>>>
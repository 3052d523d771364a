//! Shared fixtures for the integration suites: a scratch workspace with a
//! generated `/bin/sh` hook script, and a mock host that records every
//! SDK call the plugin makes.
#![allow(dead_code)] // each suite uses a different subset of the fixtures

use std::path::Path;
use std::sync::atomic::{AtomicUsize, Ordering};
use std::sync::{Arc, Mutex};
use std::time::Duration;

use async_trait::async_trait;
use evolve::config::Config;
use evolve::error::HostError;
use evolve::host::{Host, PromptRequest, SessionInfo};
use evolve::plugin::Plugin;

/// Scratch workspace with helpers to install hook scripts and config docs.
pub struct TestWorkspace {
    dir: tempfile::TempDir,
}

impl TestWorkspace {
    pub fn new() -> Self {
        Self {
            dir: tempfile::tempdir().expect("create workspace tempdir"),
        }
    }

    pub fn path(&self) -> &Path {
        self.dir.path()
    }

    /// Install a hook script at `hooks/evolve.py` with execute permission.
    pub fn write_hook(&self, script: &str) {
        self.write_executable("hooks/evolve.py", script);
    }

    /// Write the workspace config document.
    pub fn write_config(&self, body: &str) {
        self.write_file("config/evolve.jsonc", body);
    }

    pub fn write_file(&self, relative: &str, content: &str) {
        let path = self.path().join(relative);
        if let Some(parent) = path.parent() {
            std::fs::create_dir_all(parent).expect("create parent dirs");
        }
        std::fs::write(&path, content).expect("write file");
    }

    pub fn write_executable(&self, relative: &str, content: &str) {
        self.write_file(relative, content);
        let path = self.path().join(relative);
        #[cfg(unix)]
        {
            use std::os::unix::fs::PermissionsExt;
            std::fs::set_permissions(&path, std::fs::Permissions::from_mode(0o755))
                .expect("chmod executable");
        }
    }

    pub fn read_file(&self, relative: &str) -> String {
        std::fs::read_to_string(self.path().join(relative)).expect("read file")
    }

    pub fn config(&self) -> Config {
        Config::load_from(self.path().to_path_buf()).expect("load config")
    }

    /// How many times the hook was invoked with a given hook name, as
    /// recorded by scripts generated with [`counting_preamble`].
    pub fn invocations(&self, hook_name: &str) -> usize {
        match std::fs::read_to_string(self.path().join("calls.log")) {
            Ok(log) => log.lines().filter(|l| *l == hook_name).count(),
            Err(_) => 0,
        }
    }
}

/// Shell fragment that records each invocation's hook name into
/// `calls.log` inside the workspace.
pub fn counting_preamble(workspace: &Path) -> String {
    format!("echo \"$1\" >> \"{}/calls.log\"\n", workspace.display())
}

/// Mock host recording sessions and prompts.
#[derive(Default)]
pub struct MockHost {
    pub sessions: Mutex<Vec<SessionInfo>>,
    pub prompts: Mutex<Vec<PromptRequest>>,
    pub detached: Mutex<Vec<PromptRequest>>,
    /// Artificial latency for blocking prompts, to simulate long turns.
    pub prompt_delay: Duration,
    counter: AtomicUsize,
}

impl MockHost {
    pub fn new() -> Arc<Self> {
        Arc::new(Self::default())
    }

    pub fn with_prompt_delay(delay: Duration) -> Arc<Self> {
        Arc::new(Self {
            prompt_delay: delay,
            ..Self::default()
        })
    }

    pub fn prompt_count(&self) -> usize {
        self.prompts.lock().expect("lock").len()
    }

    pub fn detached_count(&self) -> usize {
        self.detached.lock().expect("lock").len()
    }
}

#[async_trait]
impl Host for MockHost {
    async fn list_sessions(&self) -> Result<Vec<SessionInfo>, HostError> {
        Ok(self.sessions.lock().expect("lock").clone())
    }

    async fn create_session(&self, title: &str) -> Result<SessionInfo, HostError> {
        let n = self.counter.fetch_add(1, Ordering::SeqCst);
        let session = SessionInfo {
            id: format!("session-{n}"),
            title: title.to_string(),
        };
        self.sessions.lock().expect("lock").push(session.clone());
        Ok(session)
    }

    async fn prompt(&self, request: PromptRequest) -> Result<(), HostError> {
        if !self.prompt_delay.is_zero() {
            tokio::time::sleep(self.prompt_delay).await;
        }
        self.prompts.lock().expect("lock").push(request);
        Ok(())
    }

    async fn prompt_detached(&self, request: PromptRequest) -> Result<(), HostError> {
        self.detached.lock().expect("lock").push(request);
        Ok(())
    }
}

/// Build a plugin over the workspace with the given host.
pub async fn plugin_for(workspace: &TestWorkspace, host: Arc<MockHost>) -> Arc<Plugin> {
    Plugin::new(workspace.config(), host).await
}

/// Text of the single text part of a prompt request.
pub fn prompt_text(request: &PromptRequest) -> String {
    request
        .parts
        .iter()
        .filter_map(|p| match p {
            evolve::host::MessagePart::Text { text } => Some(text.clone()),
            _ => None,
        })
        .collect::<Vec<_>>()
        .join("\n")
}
<<<
Retype only this portion of the data above: the line containing "pub fn write_file(&self, relative: &str, content: &str)", the line containing "use std::os::unix::fs::PermissionsExt;", and all lines between them, exactly.

**Result**:
    pub fn write_file(&self, relative: &str, content: &str) {
        let path = self.path().join(relative);
        if let Some(parent) = path.parent() {
            std::fs::create_dir_all(parent).expect("create parent dirs");
        }
        std::fs::write(&path, content).expect("write file");
    }

    pub fn write_executable(&self, relative: &str, content: &str) {
        self.write_file(relative, content);
        let path = self.path().join(relative);
        #[cfg(unix)]
        {
            use std::os::unix::fs::PermissionsExt;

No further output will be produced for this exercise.